For most other kinds of user-facing web development, especially so called “fat/solid client” apps that have a lot of business logic held in the frontend app rather on the server side, Angular is likely to be a strong option you won’t go far wrong with.
Angular can be used in conjunction with NativeScript (or similar solutions) to build high-performance mobile apps. This mean an Angular frontend developer’s skills can be applied to the creation of native mobile apps when complimented by a level of platform API.
For SMEs, this can mean hiring Angular developers makes a lot of sense because the same team can work on both web development projects and mobile apps.
When it comes to desktop development, Angular has stronger competition in the form of .NET Core, WPF etc., which are superior when it comes to building applications that are more efficient in the machine resources they run on.
Despite some shortcomings in resource efficiency, some desktop applications are built with web technologies like Angular, especially if that resource is already conveniently available to the organisation.
I’m an Angular evangelist but, of course, it is only possible to objectively champion the framework’s strengths against the backdrop of its weaknesses.

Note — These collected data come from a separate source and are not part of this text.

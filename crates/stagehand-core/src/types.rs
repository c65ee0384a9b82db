//! Core types for Stagehand

use serde::{Deserialize, Serialize};
use uuid::Uuid;

/// Unique identifier for a playback session
#[derive(Debug, Clone, Copy, PartialEq, Eq, Hash, Serialize, Deserialize)]
pub struct SessionId(pub Uuid);

impl SessionId {
    pub fn new() -> Self {
        Self(Uuid::new_v4())
    }
}

impl Default for SessionId {
    fn default() -> Self {
        Self::new()
    }
}

impl std::fmt::Display for SessionId {
    fn fmt(&self, f: &mut std::fmt::Formatter<'_>) -> std::fmt::Result {
        write!(f, "{}", self.0)
    }
}

/// Resolved container / streaming protocol classification
#[derive(Debug, Clone, Copy, PartialEq, Eq, Hash, Serialize, Deserialize)]
#[serde(rename_all = "snake_case")]
pub enum ContentType {
    Dash,
    SmoothStreaming,
    Hls,
    Mp4,
    Mp3,
    TransportStream,
    Aac,
    WebM,
    Unknown,
}

impl ContentType {
    /// Every known (non-`Unknown`) content type
    pub const KNOWN: [ContentType; 8] = [
        ContentType::Dash,
        ContentType::SmoothStreaming,
        ContentType::Hls,
        ContentType::Mp4,
        ContentType::Mp3,
        ContentType::TransportStream,
        ContentType::Aac,
        ContentType::WebM,
    ];

    /// Adaptive streaming protocols (manifest driven)
    pub fn is_adaptive(&self) -> bool {
        matches!(self, ContentType::Dash | ContentType::SmoothStreaming | ContentType::Hls)
    }

    /// Content types whose sources are wired with DRM callbacks
    pub fn may_be_protected(&self) -> bool {
        matches!(self, ContentType::Dash | ContentType::SmoothStreaming)
    }

    /// Parse a user-facing name ("dash", "hls", "mp4", ...)
    pub fn from_name(name: &str) -> Option<Self> {
        match name.to_ascii_lowercase().as_str() {
            "dash" | "mpd" => Some(ContentType::Dash),
            "ss" | "smooth" | "smooth_streaming" | "ism" => Some(ContentType::SmoothStreaming),
            "hls" | "m3u8" => Some(ContentType::Hls),
            "mp4" | "m4a" | "f4v" => Some(ContentType::Mp4),
            "mp3" => Some(ContentType::Mp3),
            "ts" | "transport_stream" => Some(ContentType::TransportStream),
            "aac" => Some(ContentType::Aac),
            "webm" => Some(ContentType::WebM),
            _ => None,
        }
    }
}

impl std::fmt::Display for ContentType {
    fn fmt(&self, f: &mut std::fmt::Formatter<'_>) -> std::fmt::Result {
        match self {
            ContentType::Dash => write!(f, "dash"),
            ContentType::SmoothStreaming => write!(f, "smooth_streaming"),
            ContentType::Hls => write!(f, "hls"),
            ContentType::Mp4 => write!(f, "mp4"),
            ContentType::Mp3 => write!(f, "mp3"),
            ContentType::TransportStream => write!(f, "transport_stream"),
            ContentType::Aac => write!(f, "aac"),
            ContentType::WebM => write!(f, "webm"),
            ContentType::Unknown => write!(f, "unknown"),
        }
    }
}

/// Medium a renderer serves
#[derive(Debug, Clone, Copy, PartialEq, Eq, Hash, PartialOrd, Ord, Serialize, Deserialize)]
#[serde(rename_all = "snake_case")]
pub enum TrackType {
    Video,
    Audio,
    Text,
    Metadata,
}

impl std::fmt::Display for TrackType {
    fn fmt(&self, f: &mut std::fmt::Formatter<'_>) -> std::fmt::Result {
        match self {
            TrackType::Video => write!(f, "video"),
            TrackType::Audio => write!(f, "audio"),
            TrackType::Text => write!(f, "text"),
            TrackType::Metadata => write!(f, "metadata"),
        }
    }
}

/// Extension renderer policy
#[derive(Debug, Clone, Copy, PartialEq, Eq, Hash, Default, Serialize, Deserialize)]
#[serde(rename_all = "snake_case")]
pub enum ExtensionMode {
    /// Core renderers only
    #[default]
    Off,
    /// Extensions are used when no core renderer can handle a track
    On,
    /// Extensions take precedence over core renderers
    Prefer,
}

impl std::str::FromStr for ExtensionMode {
    type Err = String;

    fn from_str(s: &str) -> std::result::Result<Self, Self::Err> {
        match s.to_ascii_lowercase().as_str() {
            "off" => Ok(ExtensionMode::Off),
            "on" => Ok(ExtensionMode::On),
            "prefer" => Ok(ExtensionMode::Prefer),
            other => Err(format!("unknown extension mode '{}'", other)),
        }
    }
}

impl std::fmt::Display for ExtensionMode {
    fn fmt(&self, f: &mut std::fmt::Formatter<'_>) -> std::fmt::Result {
        match self {
            ExtensionMode::Off => write!(f, "off"),
            ExtensionMode::On => write!(f, "on"),
            ExtensionMode::Prefer => write!(f, "prefer"),
        }
    }
}

/// State reported by the underlying engine
#[derive(Debug, Clone, Copy, PartialEq, Eq, Hash, Serialize, Deserialize)]
#[serde(rename_all = "snake_case")]
pub enum PlaybackState {
    Idle,
    Preparing,
    Buffering,
    Ready,
    Ended,
}

impl std::fmt::Display for PlaybackState {
    fn fmt(&self, f: &mut std::fmt::Formatter<'_>) -> std::fmt::Result {
        SessionState::from(*self).fmt(f)
    }
}

/// Session state as published by the facade
#[derive(Debug, Clone, Copy, PartialEq, Eq, Hash, Serialize, Deserialize)]
#[serde(rename_all = "snake_case")]
pub enum SessionState {
    /// No content prepared
    Idle,
    /// Engine is preparing the media source
    Preparing,
    /// Waiting for data
    Buffering,
    /// Able to render immediately
    Ready,
    /// Playback reached the end
    Ended,
    /// Construction or playback failed
    Failed,
}

impl SessionState {
    /// Check if transition to target state is expected
    pub fn can_transition_to(&self, target: SessionState) -> bool {
        use SessionState::*;
        if target == Failed || target == Idle {
            return true;
        }
        matches!(
            (self, target),
            // From Idle
            (Idle, Preparing) |
            // From Preparing
            (Preparing, Buffering) | (Preparing, Ready) |
            // From Buffering
            (Buffering, Ready) | (Buffering, Ended) |
            // From Ready
            (Ready, Buffering) | (Ready, Ended) |
            // From Ended
            (Ended, Buffering) | (Ended, Ready) |
            // From Failed
            (Failed, Preparing)
        )
    }

    /// States in which the engine has a media timeline
    pub fn has_timeline(&self) -> bool {
        matches!(self, SessionState::Buffering | SessionState::Ready | SessionState::Ended)
    }
}

impl From<PlaybackState> for SessionState {
    fn from(state: PlaybackState) -> Self {
        match state {
            PlaybackState::Idle => SessionState::Idle,
            PlaybackState::Preparing => SessionState::Preparing,
            PlaybackState::Buffering => SessionState::Buffering,
            PlaybackState::Ready => SessionState::Ready,
            PlaybackState::Ended => SessionState::Ended,
        }
    }
}

impl std::fmt::Display for SessionState {
    fn fmt(&self, f: &mut std::fmt::Formatter<'_>) -> std::fmt::Result {
        match self {
            SessionState::Idle => write!(f, "idle"),
            SessionState::Preparing => write!(f, "preparing"),
            SessionState::Buffering => write!(f, "buffering"),
            SessionState::Ready => write!(f, "ready"),
            SessionState::Ended => write!(f, "ended"),
            SessionState::Failed => write!(f, "failed"),
        }
    }
}

/// Audio output stream routing
#[derive(Debug, Clone, Copy, PartialEq, Eq, Hash, Default, Serialize, Deserialize)]
#[serde(rename_all = "snake_case")]
pub enum StreamRoute {
    #[default]
    Default,
    Music,
    Voice,
    Alarm,
    Notification,
    Ring,
    System,
}

impl std::str::FromStr for StreamRoute {
    type Err = String;

    fn from_str(s: &str) -> std::result::Result<Self, Self::Err> {
        match s.to_ascii_lowercase().as_str() {
            "default" => Ok(StreamRoute::Default),
            "music" => Ok(StreamRoute::Music),
            "voice" => Ok(StreamRoute::Voice),
            "alarm" => Ok(StreamRoute::Alarm),
            "notification" => Ok(StreamRoute::Notification),
            "ring" => Ok(StreamRoute::Ring),
            "system" => Ok(StreamRoute::System),
            other => Err(format!("unknown stream route '{}'", other)),
        }
    }
}

/// Video scaling applied by video renderers
#[derive(Debug, Clone, Copy, PartialEq, Eq, Hash, Default, Serialize, Deserialize)]
#[serde(rename_all = "snake_case")]
pub enum ScalingMode {
    #[default]
    Fit,
    FitWithCropping,
}

/// Audio playback parameters
#[derive(Debug, Clone, Copy, PartialEq, Serialize, Deserialize)]
pub struct PlaybackParams {
    /// Playback speed factor
    pub speed: f32,
    /// Pitch factor
    pub pitch: f32,
}

impl Default for PlaybackParams {
    fn default() -> Self {
        Self { speed: 1.0, pitch: 1.0 }
    }
}

/// Format of the media a renderer is consuming
#[derive(Debug, Clone, Default, PartialEq, Serialize, Deserialize)]
pub struct MediaFormat {
    pub sample_mime_type: Option<String>,
    pub codecs: Option<String>,
    pub bitrate: Option<u64>,
    pub width: Option<u32>,
    pub height: Option<u32>,
    pub frame_rate: Option<f32>,
    pub channel_count: Option<u8>,
    pub sample_rate: Option<u32>,
    pub language: Option<String>,
}

impl MediaFormat {
    /// Video format with dimensions
    pub fn video(mime: impl Into<String>, width: u32, height: u32) -> Self {
        Self {
            sample_mime_type: Some(mime.into()),
            width: Some(width),
            height: Some(height),
            ..Default::default()
        }
    }

    /// Audio format with channel layout
    pub fn audio(mime: impl Into<String>, channel_count: u8, sample_rate: u32) -> Self {
        Self {
            sample_mime_type: Some(mime.into()),
            channel_count: Some(channel_count),
            sample_rate: Some(sample_rate),
            ..Default::default()
        }
    }
}

/// Decoder statistics reported by a renderer
#[derive(Debug, Clone, Copy, Default, PartialEq, Eq, Serialize, Deserialize)]
pub struct DecoderCounters {
    pub decoder_inits: u32,
    pub decoder_releases: u32,
    pub rendered_output_buffers: u64,
    pub skipped_output_buffers: u64,
    pub dropped_output_buffers: u64,
    pub max_consecutive_dropped: u32,
}

/// Video frame geometry
#[derive(Debug, Clone, Copy, PartialEq, Serialize, Deserialize)]
pub struct VideoSize {
    pub width: u32,
    pub height: u32,
    pub unapplied_rotation_degrees: i32,
    pub pixel_aspect_ratio: f32,
}

impl std::fmt::Display for VideoSize {
    fn fmt(&self, f: &mut std::fmt::Formatter<'_>) -> std::fmt::Result {
        write!(f, "{}x{}", self.width, self.height)
    }
}

/// A timed text cue produced by a text renderer
#[derive(Debug, Clone, PartialEq, Serialize, Deserialize)]
pub struct Cue {
    pub text: String,
    pub start_ms: i64,
    pub end_ms: i64,
}

/// A timed metadata entry (e.g. an ID3 TXXX frame)
#[derive(Debug, Clone, PartialEq, Eq, Serialize, Deserialize)]
pub struct MetadataEntry {
    pub id: String,
    pub description: Option<String>,
    pub value: String,
}

#[cfg(test)]
mod tests {
    use super::*;

    #[test]
    fn test_session_state_transitions() {
        assert!(SessionState::Idle.can_transition_to(SessionState::Preparing));
        assert!(SessionState::Preparing.can_transition_to(SessionState::Ready));
        assert!(SessionState::Ready.can_transition_to(SessionState::Ended));
        assert!(SessionState::Buffering.can_transition_to(SessionState::Failed));
        assert!(SessionState::Ended.can_transition_to(SessionState::Idle));

        assert!(!SessionState::Idle.can_transition_to(SessionState::Ready));
        assert!(!SessionState::Failed.can_transition_to(SessionState::Ready));
    }

    #[test]
    fn test_playback_state_maps_to_session_state() {
        assert_eq!(SessionState::from(PlaybackState::Ready), SessionState::Ready);
        assert_eq!(PlaybackState::Buffering.to_string(), "buffering");
    }

    #[test]
    fn test_extension_mode_parse() {
        assert_eq!("Prefer".parse::<ExtensionMode>(), Ok(ExtensionMode::Prefer));
        assert_eq!("off".parse::<ExtensionMode>(), Ok(ExtensionMode::Off));
        assert!("sometimes".parse::<ExtensionMode>().is_err());
    }

    #[test]
    fn test_content_type_names() {
        assert_eq!(ContentType::from_name("HLS"), Some(ContentType::Hls));
        assert_eq!(ContentType::from_name("ism"), Some(ContentType::SmoothStreaming));
        assert_eq!(ContentType::from_name("flv"), None);
        assert!(ContentType::Dash.may_be_protected());
        assert!(!ContentType::Mp3.is_adaptive());
    }
}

So what are Angular’s issues?
Frontend developers who prefer React, Vue.js or other JS frameworks to Angular most commonly criticise its relative complexity and verbosity. That’s been a drawback levelled at the framework since AngularJS was first released a decade ago.
My personal position here is ‘no pain, no gain’, but it is true that Angular is complex. The framework’s component-based architecture is one of its big benefits but the way these hierarchical components are managed could be simpler. It can be necessary to create as many as five files for a single Angular component, inject dependencies and declare component lifecycle interfaces.
This can mean a lot of time spent on repetitive tasks during Angular development.
New Angular developers will need time to get on top of modules, dependency injection, components management, services and templates. And that’s before they get started on mastering RxJS, which, to a basic to intermediate level, is not more or less a necessity to working with Angular.
Angular’s weaknesses are mainly tied to the process of learning the framework, rather than its technical capabilities as implemented by an already proficient Angular developer. However, for organisations who may not always be in a position to hire or bring in ready-to-go Angular developers, the framework’s learning curve and complexity is definitely a consideration.
Personally, I would almost always opt for Angular as a framework for enterprise-level applications whose primary function is not to serve content.
In long-term projects where investment will be considerable, Angular’s complexity and steep learning curve is compensated for by the more efficient maintenance clean TypeScript code provides for. The stability and ongoing tech support and consistent improvements Google’s support means is also a huge plus in the context of enterprise-level applications.
React and Vue.js may be easier and cheaper to train and recruit for as well as to deploy in but neither framework is as versatile, maintainable and future-proof as Angular is.